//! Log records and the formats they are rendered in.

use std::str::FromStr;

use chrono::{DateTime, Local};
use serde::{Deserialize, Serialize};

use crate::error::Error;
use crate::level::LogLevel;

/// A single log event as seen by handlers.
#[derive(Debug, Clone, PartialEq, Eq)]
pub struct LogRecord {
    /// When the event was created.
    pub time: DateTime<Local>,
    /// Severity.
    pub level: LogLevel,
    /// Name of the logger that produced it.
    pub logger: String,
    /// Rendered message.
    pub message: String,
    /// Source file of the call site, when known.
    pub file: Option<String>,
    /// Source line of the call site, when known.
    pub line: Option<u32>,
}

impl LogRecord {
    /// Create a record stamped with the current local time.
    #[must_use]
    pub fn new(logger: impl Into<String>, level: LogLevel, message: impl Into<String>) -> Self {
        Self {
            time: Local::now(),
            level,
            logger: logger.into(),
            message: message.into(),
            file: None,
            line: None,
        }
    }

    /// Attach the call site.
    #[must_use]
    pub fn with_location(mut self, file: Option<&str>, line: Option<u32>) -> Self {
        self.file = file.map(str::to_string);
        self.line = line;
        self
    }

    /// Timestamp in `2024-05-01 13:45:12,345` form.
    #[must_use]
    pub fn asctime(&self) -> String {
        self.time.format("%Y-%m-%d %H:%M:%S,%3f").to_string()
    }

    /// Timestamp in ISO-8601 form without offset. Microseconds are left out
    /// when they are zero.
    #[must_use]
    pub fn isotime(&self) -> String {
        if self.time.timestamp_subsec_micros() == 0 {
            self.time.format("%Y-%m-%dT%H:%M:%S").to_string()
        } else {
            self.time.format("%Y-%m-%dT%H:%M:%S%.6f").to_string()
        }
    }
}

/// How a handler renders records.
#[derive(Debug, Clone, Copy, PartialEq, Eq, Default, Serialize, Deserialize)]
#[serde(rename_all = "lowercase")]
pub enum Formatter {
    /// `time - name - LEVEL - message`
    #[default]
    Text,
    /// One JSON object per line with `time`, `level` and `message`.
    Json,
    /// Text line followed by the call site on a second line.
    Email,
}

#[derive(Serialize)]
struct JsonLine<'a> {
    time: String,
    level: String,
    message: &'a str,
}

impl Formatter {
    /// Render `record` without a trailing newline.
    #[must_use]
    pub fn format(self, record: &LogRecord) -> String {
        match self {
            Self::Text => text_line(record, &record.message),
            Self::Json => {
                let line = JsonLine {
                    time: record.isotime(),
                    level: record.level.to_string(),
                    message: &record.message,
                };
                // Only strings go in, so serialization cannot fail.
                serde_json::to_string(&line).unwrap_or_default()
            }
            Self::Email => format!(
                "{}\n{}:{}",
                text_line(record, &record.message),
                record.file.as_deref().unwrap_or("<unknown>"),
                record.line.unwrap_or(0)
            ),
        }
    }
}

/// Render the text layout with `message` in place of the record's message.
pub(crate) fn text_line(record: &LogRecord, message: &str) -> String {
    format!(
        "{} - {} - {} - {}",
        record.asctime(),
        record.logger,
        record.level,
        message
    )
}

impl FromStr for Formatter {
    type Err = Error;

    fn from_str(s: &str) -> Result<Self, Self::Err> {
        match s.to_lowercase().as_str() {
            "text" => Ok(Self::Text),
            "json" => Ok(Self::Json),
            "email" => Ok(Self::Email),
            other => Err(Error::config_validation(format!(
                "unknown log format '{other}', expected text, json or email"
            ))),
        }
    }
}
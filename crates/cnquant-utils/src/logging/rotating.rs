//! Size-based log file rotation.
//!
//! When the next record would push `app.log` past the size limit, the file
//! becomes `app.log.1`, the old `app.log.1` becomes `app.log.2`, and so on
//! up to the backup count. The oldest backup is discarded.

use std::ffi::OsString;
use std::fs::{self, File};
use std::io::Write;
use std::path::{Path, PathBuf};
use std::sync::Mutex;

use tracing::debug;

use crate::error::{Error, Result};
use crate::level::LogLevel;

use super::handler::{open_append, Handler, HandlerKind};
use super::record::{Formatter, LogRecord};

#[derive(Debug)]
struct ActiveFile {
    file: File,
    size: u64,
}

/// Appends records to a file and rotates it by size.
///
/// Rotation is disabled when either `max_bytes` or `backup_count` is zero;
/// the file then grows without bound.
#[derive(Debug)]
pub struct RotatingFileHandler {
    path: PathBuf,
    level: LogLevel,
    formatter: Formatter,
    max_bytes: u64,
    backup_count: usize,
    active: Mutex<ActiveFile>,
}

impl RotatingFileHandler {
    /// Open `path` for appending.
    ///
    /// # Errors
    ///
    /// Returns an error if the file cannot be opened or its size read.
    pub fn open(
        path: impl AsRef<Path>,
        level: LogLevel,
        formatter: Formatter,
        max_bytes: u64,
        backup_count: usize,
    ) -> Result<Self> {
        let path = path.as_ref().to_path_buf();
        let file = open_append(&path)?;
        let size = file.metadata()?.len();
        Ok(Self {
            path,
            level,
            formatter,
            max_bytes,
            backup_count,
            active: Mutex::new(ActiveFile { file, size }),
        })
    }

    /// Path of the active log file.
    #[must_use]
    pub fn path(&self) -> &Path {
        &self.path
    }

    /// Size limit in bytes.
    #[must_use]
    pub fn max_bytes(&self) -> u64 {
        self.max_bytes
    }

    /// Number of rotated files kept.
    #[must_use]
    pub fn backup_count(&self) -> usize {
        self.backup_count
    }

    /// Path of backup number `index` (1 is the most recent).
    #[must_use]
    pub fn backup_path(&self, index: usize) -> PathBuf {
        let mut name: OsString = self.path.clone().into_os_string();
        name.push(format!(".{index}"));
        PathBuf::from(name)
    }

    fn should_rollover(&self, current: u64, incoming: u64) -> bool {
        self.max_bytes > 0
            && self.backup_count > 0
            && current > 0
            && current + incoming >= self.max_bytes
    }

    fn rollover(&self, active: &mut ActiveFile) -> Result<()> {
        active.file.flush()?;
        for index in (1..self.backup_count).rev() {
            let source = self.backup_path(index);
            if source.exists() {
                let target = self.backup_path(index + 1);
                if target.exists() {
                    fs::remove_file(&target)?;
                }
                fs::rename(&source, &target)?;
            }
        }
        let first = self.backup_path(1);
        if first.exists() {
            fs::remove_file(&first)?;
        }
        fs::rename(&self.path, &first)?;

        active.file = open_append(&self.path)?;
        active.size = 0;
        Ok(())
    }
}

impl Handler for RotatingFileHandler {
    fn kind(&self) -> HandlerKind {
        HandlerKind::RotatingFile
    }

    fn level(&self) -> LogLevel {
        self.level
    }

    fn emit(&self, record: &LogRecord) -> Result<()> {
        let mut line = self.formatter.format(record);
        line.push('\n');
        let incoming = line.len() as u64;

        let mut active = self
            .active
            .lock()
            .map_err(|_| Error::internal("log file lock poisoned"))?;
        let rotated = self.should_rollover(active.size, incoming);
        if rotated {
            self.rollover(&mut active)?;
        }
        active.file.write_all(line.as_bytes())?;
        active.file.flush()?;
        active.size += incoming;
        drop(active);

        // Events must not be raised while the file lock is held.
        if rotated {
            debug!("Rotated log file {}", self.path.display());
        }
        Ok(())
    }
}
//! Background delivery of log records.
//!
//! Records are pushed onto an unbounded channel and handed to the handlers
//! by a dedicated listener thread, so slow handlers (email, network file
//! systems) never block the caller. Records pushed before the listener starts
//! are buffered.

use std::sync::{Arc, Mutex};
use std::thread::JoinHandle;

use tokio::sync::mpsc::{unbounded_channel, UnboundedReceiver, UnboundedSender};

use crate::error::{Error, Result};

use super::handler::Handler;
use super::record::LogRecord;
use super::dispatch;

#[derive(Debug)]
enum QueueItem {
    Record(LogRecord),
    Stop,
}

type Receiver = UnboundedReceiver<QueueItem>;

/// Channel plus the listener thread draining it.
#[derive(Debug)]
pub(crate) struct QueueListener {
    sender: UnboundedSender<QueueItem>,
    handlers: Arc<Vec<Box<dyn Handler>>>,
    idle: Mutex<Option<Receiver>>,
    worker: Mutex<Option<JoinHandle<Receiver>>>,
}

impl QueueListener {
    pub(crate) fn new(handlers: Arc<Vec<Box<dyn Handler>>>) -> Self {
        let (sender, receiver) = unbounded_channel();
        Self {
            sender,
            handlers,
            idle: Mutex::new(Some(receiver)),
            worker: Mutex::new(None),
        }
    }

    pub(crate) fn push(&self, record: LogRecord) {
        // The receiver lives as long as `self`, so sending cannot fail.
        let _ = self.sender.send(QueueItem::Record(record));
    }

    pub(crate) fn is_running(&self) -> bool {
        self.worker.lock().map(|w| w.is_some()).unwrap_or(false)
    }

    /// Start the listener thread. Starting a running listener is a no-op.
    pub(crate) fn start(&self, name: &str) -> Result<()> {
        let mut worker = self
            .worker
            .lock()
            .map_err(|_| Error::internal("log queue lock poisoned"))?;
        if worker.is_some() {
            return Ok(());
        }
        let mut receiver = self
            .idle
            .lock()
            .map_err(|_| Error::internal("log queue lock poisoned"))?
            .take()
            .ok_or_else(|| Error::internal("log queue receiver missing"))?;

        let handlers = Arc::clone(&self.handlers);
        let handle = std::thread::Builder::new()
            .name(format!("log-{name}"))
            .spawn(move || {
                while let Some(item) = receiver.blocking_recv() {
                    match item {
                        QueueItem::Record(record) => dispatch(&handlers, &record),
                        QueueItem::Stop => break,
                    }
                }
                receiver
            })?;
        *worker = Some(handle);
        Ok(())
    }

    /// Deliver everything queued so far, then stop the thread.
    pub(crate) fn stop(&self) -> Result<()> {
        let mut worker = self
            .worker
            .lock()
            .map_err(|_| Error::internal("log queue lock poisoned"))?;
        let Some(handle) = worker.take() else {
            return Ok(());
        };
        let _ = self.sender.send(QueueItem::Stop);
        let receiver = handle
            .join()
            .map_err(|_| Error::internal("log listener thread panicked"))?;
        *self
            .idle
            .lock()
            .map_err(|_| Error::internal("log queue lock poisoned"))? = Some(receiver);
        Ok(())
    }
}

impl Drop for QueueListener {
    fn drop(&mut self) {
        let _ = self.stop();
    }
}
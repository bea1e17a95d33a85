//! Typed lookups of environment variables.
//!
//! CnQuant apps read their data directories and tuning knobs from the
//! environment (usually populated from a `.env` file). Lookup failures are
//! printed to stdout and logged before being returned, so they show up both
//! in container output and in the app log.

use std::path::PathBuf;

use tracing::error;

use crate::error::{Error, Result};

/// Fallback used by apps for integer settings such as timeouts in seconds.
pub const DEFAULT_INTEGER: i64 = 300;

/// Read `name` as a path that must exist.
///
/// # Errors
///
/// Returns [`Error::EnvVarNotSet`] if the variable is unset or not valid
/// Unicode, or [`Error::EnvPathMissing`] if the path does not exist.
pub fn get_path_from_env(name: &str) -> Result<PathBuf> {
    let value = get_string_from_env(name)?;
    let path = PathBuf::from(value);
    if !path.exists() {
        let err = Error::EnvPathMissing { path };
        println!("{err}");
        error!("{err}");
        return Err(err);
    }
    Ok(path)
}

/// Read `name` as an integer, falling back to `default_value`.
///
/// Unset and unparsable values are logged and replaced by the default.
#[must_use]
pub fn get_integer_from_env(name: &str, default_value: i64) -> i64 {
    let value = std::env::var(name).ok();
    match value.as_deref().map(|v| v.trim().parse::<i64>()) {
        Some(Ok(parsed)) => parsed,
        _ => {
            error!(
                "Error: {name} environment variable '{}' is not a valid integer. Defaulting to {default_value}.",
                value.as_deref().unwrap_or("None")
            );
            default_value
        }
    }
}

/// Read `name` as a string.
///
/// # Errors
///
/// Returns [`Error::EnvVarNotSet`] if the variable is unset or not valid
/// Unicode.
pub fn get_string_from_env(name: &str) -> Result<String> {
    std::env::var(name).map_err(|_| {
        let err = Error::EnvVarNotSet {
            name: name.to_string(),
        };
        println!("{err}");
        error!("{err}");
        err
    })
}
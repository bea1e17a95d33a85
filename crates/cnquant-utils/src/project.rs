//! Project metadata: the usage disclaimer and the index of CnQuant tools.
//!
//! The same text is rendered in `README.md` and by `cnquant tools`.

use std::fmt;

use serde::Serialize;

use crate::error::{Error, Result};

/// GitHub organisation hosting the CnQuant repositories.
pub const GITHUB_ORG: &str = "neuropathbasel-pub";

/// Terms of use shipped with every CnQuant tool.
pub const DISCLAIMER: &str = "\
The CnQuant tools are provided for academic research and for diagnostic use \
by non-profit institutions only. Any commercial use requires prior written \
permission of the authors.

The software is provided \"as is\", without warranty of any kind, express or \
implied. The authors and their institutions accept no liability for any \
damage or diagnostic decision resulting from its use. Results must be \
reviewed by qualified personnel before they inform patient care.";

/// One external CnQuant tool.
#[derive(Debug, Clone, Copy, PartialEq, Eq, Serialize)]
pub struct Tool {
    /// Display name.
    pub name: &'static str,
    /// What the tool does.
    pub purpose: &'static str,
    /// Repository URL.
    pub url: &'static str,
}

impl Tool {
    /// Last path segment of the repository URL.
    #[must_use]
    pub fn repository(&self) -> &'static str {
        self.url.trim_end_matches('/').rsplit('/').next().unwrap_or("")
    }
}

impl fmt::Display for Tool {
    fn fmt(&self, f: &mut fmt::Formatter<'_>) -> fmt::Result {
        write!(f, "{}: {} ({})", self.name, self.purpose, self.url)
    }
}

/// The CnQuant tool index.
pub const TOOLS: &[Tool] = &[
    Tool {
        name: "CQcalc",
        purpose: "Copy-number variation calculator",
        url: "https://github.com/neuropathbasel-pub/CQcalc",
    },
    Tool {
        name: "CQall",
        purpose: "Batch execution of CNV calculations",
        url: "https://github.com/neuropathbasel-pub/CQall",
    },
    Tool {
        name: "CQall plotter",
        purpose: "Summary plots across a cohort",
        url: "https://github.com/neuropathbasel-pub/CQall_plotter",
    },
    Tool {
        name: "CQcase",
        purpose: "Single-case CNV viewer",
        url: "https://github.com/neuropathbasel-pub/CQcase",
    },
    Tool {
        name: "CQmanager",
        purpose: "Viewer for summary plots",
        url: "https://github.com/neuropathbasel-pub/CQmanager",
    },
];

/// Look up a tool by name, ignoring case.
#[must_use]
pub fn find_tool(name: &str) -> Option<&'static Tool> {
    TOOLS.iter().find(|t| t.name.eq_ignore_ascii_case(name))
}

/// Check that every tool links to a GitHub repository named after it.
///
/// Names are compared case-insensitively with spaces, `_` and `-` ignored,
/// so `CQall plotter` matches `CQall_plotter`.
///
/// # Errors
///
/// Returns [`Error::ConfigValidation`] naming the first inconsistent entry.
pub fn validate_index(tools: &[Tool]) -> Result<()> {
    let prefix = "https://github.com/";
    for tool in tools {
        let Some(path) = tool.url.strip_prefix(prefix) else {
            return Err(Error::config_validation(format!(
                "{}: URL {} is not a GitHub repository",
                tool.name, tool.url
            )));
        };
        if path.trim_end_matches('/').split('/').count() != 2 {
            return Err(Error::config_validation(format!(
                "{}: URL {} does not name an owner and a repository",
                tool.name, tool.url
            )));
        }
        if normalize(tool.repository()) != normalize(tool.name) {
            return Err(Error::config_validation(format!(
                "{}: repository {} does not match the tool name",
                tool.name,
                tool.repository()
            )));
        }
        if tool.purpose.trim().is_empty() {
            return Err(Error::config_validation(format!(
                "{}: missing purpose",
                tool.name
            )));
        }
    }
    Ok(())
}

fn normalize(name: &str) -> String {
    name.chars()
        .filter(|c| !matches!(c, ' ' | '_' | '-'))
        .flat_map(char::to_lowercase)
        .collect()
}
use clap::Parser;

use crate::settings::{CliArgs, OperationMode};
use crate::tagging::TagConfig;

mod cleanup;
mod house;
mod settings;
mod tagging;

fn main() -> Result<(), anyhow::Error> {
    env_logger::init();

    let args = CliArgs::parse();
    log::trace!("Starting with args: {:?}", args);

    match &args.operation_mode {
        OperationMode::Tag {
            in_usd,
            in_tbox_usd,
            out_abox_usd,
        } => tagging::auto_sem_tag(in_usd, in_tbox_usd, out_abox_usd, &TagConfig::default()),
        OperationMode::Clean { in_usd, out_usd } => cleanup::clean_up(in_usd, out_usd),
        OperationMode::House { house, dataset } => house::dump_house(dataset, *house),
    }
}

+++

(ASSIGNMENT): After locating the line with "the app log." above, return that line and every later line through the one with "pub const DEFAULT_INTEGER: i64 = 300;", word for word and with nothing else.

(REPLY):
//! in container output and in the app log.

use std::path::PathBuf;

use tracing::error;

use crate::error::{Error, Result};

/// Fallback used by apps for integer settings such as timeouts in seconds.
pub const DEFAULT_INTEGER: i64 = 300;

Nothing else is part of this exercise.